Joined: Nov 21, 2004
Posts: 3513
From: HELL
Posted: 2008-04-18 09:07 am   Permalink

Quote:

On 2008-04-18 08:36, ikitnrev wrote:
My dilemma:

I obtained a pair of 7 foot tiki poles from the former Honolulu Restaurant outside of Washington D.C. When I first visited the Honolulu in 1998, these poles were painted in rather bright primary colors. All of my memories of the Honolulu took place when these poles were painted in these colors. I obtained these poles as a final souvenir of the Honolulu.

My question .... Should I keep the bright colors of the tiki poles as they currently exist, and thus preserving the final heritage of the Honolulu? or should I strip the paint, and try to create a more traditional look?

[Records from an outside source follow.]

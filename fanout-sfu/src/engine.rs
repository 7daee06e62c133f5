//! Peer-connection engine contract
//!
//! The SFU never talks to a WebRTC stack directly. It drives connections
//! through [`PeerConnection`] and receives everything the stack reports as
//! [`ConnectionEvent`]s on a single channel, so all state changes happen in
//! the SFU's dispatch loop rather than inside engine callbacks.

use crate::config::RtcConfiguration;
use crate::error::EngineError;
use crate::signaling::{IceCandidate, SessionDescription};
use crate::types::{PeerId, TrackKind};
use async_trait::async_trait;
use std::any::Any;
use std::fmt;
use std::sync::atomic::{AtomicU64, Ordering};
use std::sync::Arc;
use tokio::sync::mpsc;
use tracing::debug;

/// A media track that can be forwarded to other connections.
pub trait MediaTrack: Send + Sync + fmt::Debug {
    fn id(&self) -> &str;

    fn kind(&self) -> TrackKind;

    /// Lets an engine recover its own concrete track type.
    fn as_any(&self) -> &dyn Any;
}

pub type TrackRef = Arc<dyn MediaTrack>;

/// Aggregate connection state as reported by the engine
#[derive(Debug, Clone, Copy, PartialEq, Eq)]
pub enum ConnectionState {
    New,
    Connecting,
    Connected,
    Disconnected,
    Failed,
    Closed,
}

/// The two pre-negotiated data channels every producer opens.
#[derive(Debug, Clone, Copy, PartialEq, Eq, Hash)]
pub enum ChannelKind {
    Chat,
    Features,
}

impl ChannelKind {
    #[must_use]
    pub const fn label(self) -> &'static str {
        match self {
            Self::Chat => "chat",
            Self::Features => "features",
        }
    }

    /// Fixed SCTP stream id agreed with clients out of band
    #[must_use]
    pub const fn stream_id(self) -> u16 {
        match self {
            Self::Chat => 100,
            Self::Features => 110,
        }
    }
}

/// Which connection of a client an event belongs to
#[derive(Debug, Clone, PartialEq, Eq, Hash)]
pub enum ConnectionRole {
    Producer,
    Consumer(PeerId),
}

#[derive(Debug, Clone, PartialEq, Eq, Hash)]
pub struct ConnectionKey {
    pub client_id: PeerId,
    pub role: ConnectionRole,
}

impl ConnectionKey {
    #[must_use]
    pub const fn producer(client_id: PeerId) -> Self {
        Self {
            client_id,
            role: ConnectionRole::Producer,
        }
    }

    #[must_use]
    pub const fn consumer(client_id: PeerId, remote_peer_id: PeerId) -> Self {
        Self {
            client_id,
            role: ConnectionRole::Consumer(remote_peer_id),
        }
    }
}

impl fmt::Display for ConnectionKey {
    fn fmt(&self, f: &mut fmt::Formatter<'_>) -> fmt::Result {
        match &self.role {
            ConnectionRole::Producer => write!(f, "producer:{}", self.client_id),
            ConnectionRole::Consumer(remote) => {
                write!(f, "consumer:{}<-{}", self.client_id, remote)
            }
        }
    }
}

/// Something the engine observed on a connection
#[derive(Debug, Clone)]
pub enum EngineEvent {
    /// Locally gathered candidate; `None` once gathering completes
    IceCandidate(Option<IceCandidate>),
    Track(TrackRef),
    NegotiationNeeded,
    ConnectionStateChange(ConnectionState),
    DataChannelMessage { channel: ChannelKind, data: String },
}

/// Source of connection generations; every sink gets a fresh one.
static NEXT_GENERATION: AtomicU64 = AtomicU64::new(1);

#[derive(Debug, Clone)]
pub struct ConnectionEvent {
    pub key: ConnectionKey,
    /// Generation of the connection that raised the event. A peer id can be
    /// reused after a disconnect, so the key alone does not identify it.
    pub generation: u64,
    pub event: EngineEvent,
}

/// Handle an engine uses to report events for one connection.
#[derive(Debug, Clone)]
pub struct EventSink {
    key: ConnectionKey,
    generation: u64,
    tx: mpsc::UnboundedSender<ConnectionEvent>,
}

impl EventSink {
    #[must_use]
    pub fn new(key: ConnectionKey, tx: mpsc::UnboundedSender<ConnectionEvent>) -> Self {
        Self {
            key,
            generation: NEXT_GENERATION.fetch_add(1, Ordering::Relaxed),
            tx,
        }
    }

    #[must_use]
    pub const fn key(&self) -> &ConnectionKey {
        &self.key
    }

    #[must_use]
    pub const fn generation(&self) -> u64 {
        self.generation
    }

    /// Queue an event for the dispatch loop. Events raised after the SFU
    /// stopped are discarded.
    pub fn emit(&self, event: EngineEvent) {
        let event = ConnectionEvent {
            key: self.key.clone(),
            generation: self.generation,
            event,
        };
        if self.tx.send(event).is_err() {
            debug!(connection = %self.key, "Dispatch loop gone, dropping engine event");
        }
    }
}

/// A negotiated data channel
#[async_trait]
pub trait DataChannel: Send + Sync {
    fn kind(&self) -> ChannelKind;

    async fn is_open(&self) -> bool;

    async fn send_text(&self, text: String) -> Result<(), EngineError>;
}

/// One peer connection inside the engine
#[async_trait]
pub trait PeerConnection: Send + Sync {
    async fn create_offer(&self) -> Result<SessionDescription, EngineError>;

    async fn create_answer(&self) -> Result<SessionDescription, EngineError>;

    async fn set_local_description(&self, description: SessionDescription) -> Result<(), EngineError>;

    async fn local_description(&self) -> Option<SessionDescription>;

    async fn set_remote_description(&self, description: SessionDescription) -> Result<(), EngineError>;

    async fn has_remote_description(&self) -> bool;

    /// Fails on malformed candidates; callers must treat that as non-fatal.
    async fn add_ice_candidate(&self, candidate: IceCandidate) -> Result<(), EngineError>;

    async fn add_track(&self, track: TrackRef) -> Result<(), EngineError>;

    /// Opens a channel with `negotiated: true` and the kind's fixed id.
    async fn create_data_channel(&self, kind: ChannelKind) -> Result<Arc<dyn DataChannel>, EngineError>;

    async fn close(&self) -> Result<(), EngineError>;
}

/// Creates peer connections that report through the given sink
#[async_trait]
pub trait PeerConnectionFactory: Send + Sync {
    async fn create(
        &self,
        config: &RtcConfiguration,
        events: EventSink,
    ) -> Result<Arc<dyn PeerConnection>, EngineError>;
}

I myself am OK with the look of these poles, and am leaning towards keeping them as is, but am curious to hear of other people's opinions.

Vern




strip those suckers!! their original condition is natural stained wood....which would not be in violation of the honolulu heritage....however it would be a violation of your memories.....hmmmmm..choose to keep the memories and the past alive.....or step boldly into the future and give those poles back the look and life they deserve....nay, that they were born with!!!

[ This Message was edited by: Tipsy McStagger 2008-04-18 09:07 ]

[ This Message was edited by: Tipsy McStagger 2008-04-18 09:08 ]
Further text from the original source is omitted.